TASK BRIEF
Reproduce the records exactly, beginning with their first line and ending with the line that contains "frame by frame", and output nothing more.
——
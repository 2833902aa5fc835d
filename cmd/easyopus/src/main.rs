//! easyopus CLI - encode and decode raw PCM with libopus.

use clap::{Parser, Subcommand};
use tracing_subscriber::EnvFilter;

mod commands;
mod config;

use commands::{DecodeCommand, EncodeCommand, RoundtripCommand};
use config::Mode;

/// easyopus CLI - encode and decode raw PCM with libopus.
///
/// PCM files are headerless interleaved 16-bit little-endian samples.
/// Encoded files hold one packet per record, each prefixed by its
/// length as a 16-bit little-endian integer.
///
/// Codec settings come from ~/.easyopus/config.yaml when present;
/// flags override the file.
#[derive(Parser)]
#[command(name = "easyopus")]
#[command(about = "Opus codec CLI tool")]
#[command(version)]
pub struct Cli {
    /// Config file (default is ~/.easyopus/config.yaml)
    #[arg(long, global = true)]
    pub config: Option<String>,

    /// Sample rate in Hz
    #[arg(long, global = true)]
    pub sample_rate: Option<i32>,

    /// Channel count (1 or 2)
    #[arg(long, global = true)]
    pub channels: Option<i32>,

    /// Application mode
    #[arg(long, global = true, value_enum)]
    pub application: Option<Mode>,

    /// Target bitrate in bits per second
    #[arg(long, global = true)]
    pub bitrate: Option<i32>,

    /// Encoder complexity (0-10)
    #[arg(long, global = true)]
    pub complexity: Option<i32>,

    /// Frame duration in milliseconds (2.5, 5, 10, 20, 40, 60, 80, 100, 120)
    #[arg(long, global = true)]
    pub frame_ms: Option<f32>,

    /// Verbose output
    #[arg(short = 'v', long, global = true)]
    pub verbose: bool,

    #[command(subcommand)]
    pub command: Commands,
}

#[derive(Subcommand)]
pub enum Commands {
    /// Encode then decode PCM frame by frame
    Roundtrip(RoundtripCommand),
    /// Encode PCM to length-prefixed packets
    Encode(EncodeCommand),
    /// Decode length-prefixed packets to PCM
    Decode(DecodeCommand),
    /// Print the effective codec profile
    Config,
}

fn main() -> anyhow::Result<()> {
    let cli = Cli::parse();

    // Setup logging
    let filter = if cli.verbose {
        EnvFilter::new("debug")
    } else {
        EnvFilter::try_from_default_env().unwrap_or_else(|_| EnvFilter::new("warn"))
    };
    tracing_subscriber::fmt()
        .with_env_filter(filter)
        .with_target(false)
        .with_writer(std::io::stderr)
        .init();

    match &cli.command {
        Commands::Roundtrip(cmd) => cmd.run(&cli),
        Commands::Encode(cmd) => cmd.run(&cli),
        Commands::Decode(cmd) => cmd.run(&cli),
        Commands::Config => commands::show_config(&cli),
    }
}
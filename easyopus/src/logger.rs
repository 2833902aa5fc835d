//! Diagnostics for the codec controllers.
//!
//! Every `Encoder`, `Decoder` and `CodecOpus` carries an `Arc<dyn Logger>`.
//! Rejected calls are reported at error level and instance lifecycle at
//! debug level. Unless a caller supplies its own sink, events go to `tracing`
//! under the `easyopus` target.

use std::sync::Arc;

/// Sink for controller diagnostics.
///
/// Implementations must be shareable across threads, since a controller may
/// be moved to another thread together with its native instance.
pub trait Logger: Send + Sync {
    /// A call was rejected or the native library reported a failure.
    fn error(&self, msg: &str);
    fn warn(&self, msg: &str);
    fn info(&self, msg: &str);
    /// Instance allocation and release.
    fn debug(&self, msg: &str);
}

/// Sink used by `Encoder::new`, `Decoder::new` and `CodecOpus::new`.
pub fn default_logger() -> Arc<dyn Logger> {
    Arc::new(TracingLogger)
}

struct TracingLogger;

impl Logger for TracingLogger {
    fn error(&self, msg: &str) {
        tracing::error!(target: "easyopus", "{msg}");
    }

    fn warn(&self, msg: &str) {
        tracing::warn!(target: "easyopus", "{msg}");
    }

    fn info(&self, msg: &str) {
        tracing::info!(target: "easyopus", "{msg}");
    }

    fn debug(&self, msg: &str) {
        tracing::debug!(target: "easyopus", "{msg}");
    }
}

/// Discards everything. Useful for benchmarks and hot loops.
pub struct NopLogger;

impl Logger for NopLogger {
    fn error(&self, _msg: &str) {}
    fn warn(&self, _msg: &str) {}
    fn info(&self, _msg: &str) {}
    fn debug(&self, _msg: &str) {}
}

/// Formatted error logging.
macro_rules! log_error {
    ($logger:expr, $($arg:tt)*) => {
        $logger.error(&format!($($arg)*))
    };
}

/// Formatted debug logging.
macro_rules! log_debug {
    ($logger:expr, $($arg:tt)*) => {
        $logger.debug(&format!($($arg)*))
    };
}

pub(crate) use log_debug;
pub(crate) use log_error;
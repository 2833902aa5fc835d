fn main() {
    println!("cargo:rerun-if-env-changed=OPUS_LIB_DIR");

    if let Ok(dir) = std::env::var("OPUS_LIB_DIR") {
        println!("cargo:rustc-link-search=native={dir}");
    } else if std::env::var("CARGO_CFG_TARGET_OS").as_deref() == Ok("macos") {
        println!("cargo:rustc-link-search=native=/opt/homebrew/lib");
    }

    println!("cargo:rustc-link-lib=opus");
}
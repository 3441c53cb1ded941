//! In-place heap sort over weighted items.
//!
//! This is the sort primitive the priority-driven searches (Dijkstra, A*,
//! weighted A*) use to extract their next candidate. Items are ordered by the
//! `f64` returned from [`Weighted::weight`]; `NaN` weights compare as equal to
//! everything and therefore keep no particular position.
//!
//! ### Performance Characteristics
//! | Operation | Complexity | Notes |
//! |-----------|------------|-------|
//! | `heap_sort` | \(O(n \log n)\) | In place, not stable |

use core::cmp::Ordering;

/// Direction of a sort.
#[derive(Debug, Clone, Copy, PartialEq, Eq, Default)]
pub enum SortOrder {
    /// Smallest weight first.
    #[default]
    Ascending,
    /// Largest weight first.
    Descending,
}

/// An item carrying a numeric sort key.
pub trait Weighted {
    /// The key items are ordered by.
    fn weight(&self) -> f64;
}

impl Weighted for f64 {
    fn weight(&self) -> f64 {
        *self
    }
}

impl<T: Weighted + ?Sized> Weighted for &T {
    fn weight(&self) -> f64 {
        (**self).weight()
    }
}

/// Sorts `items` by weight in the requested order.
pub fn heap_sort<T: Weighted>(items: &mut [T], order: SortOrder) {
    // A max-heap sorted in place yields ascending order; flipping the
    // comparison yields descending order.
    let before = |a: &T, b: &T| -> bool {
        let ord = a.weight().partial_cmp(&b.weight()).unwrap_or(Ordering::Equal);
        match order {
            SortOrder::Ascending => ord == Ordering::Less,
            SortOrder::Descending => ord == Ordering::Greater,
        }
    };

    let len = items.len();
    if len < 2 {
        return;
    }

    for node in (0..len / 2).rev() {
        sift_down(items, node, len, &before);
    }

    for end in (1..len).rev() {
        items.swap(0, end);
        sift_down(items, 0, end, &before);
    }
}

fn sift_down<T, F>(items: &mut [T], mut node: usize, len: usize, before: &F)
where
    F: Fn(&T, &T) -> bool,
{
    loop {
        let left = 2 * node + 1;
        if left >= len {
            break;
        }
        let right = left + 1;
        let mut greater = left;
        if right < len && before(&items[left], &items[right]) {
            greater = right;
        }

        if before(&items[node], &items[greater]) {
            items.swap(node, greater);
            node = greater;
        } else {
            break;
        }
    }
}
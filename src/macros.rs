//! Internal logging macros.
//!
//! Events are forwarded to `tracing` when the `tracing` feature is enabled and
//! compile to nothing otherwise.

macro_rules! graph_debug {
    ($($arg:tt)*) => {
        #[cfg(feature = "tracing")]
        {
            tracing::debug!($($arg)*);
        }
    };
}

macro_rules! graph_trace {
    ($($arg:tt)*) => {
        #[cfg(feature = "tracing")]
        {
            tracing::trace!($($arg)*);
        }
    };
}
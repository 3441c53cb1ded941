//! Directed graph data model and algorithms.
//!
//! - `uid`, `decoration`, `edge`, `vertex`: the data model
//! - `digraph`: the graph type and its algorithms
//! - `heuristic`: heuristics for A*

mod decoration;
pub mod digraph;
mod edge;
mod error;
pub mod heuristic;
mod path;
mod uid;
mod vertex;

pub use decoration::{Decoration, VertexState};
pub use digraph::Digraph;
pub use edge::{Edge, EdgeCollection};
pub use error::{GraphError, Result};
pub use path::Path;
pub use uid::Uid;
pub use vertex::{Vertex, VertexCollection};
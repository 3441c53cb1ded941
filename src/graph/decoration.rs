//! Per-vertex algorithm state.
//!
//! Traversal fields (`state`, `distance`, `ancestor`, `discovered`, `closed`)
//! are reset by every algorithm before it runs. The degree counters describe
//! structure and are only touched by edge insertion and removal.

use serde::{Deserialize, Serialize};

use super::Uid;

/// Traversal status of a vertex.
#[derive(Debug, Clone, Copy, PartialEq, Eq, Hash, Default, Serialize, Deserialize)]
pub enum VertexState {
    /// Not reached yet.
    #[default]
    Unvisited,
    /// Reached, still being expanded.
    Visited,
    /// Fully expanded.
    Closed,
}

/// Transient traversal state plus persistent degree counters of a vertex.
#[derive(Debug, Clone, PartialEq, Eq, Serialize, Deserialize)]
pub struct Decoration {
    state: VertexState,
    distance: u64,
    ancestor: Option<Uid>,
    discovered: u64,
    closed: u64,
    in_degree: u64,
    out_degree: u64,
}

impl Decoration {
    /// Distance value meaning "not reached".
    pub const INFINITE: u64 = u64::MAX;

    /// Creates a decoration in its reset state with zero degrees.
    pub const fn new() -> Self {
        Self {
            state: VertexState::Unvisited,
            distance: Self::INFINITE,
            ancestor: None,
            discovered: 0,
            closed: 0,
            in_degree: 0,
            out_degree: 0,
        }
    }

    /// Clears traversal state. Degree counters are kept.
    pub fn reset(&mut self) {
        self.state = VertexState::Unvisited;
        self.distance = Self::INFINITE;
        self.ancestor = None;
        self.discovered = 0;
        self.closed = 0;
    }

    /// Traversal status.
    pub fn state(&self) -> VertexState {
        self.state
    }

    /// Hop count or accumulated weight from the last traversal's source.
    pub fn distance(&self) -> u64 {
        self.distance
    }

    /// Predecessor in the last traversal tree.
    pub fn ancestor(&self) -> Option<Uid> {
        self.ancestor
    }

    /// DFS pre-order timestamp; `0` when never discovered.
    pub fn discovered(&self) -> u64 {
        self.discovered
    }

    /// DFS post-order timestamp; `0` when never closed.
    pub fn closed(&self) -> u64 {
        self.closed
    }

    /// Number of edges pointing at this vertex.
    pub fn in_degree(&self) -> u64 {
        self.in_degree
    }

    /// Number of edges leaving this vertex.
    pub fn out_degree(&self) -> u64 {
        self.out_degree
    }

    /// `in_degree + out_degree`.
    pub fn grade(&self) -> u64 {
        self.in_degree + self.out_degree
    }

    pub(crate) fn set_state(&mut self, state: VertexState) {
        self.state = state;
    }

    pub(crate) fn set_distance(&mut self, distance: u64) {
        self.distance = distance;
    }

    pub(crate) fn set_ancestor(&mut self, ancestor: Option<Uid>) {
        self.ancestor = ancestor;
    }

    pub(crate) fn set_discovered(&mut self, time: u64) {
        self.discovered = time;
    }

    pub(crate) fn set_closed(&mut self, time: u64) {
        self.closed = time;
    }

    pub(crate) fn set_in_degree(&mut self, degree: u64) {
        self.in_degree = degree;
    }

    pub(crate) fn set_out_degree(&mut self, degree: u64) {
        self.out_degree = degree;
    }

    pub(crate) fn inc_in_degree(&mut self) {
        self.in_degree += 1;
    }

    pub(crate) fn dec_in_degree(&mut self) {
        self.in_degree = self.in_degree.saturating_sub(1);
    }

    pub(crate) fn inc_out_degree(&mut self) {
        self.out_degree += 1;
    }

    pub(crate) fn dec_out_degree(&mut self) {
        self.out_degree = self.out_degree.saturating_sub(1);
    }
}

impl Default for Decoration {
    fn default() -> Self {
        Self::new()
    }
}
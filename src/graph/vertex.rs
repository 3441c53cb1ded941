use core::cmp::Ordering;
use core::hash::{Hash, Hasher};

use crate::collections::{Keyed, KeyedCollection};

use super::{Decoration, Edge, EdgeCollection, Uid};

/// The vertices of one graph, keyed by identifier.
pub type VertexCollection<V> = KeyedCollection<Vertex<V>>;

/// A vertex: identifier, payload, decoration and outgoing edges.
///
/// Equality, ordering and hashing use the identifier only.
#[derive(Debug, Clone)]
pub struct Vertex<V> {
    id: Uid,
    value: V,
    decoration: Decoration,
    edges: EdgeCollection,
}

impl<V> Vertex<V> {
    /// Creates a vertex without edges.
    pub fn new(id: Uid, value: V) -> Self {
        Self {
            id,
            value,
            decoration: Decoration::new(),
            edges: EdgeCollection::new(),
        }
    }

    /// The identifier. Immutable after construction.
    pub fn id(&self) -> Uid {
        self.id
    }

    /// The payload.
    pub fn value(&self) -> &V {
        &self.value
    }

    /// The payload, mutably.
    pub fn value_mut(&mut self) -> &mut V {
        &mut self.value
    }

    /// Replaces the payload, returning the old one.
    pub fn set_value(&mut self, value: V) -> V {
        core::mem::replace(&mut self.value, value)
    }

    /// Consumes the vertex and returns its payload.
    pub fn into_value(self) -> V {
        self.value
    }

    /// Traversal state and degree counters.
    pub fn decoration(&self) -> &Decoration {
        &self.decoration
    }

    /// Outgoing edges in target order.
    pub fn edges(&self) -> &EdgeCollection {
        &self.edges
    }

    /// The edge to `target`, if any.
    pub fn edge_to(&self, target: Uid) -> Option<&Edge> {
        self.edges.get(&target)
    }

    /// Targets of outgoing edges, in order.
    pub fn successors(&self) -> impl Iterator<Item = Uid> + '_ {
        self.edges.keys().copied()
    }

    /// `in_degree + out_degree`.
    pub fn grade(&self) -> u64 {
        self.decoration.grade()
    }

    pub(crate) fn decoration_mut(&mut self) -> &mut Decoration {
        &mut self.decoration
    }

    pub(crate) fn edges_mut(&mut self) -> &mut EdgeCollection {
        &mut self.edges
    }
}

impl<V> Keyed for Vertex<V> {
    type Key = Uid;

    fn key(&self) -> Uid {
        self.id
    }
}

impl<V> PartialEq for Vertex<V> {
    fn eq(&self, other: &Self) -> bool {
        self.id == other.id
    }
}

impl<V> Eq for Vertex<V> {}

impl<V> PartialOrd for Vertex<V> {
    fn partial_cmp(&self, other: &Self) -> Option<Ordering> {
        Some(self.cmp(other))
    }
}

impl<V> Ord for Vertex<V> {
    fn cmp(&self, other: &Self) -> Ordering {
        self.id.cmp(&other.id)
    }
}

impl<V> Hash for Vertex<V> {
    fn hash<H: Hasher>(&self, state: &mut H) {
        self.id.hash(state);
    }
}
——
THE ANSWER
repository 2833902aa5fc835d
filename cmd/easyopus/src/main.rs
//! easyopus CLI - encode and decode raw PCM with libopus.

use clap::{Parser, Subcommand};
use tracing_subscriber::EnvFilter;

mod commands;
mod config;

use commands::{DecodeCommand, EncodeCommand, RoundtripCommand};
use config::Mode;

/// easyopus CLI - encode and decode raw PCM with libopus.
///
/// PCM files are headerless interleaved 16-bit little-endian samples.
/// Encoded files hold one packet per record, each prefixed by its
/// length as a 16-bit little-endian integer.
///
/// Codec settings come from ~/.easyopus/config.yaml when present;
/// flags override the file.
#[derive(Parser)]
#[command(name = "easyopus")]
#[command(about = "Opus codec CLI tool")]
#[command(version)]
pub struct Cli {
    /// Config file (default is ~/.easyopus/config.yaml)
    #[arg(long, global = true)]
    pub config: Option<String>,

    /// Sample rate in Hz
    #[arg(long, global = true)]
    pub sample_rate: Option<i32>,

    /// Channel count (1 or 2)
    #[arg(long, global = true)]
    pub channels: Option<i32>,

    /// Application mode
    #[arg(long, global = true, value_enum)]
    pub application: Option<Mode>,

    /// Target bitrate in bits per second
    #[arg(long, global = true)]
    pub bitrate: Option<i32>,

    /// Encoder complexity (0-10)
    #[arg(long, global = true)]
    pub complexity: Option<i32>,

    /// Frame duration in milliseconds (2.5, 5, 10, 20, 40, 60, 80, 100, 120)
    #[arg(long, global = true)]
    pub frame_ms: Option<f32>,

    /// Verbose output
    #[arg(short = 'v', long, global = true)]
    pub verbose: bool,

    #[command(subcommand)]
    pub command: Commands,
}

#[derive(Subcommand)]
pub enum Commands {
    /// Encode then decode PCM frame by frame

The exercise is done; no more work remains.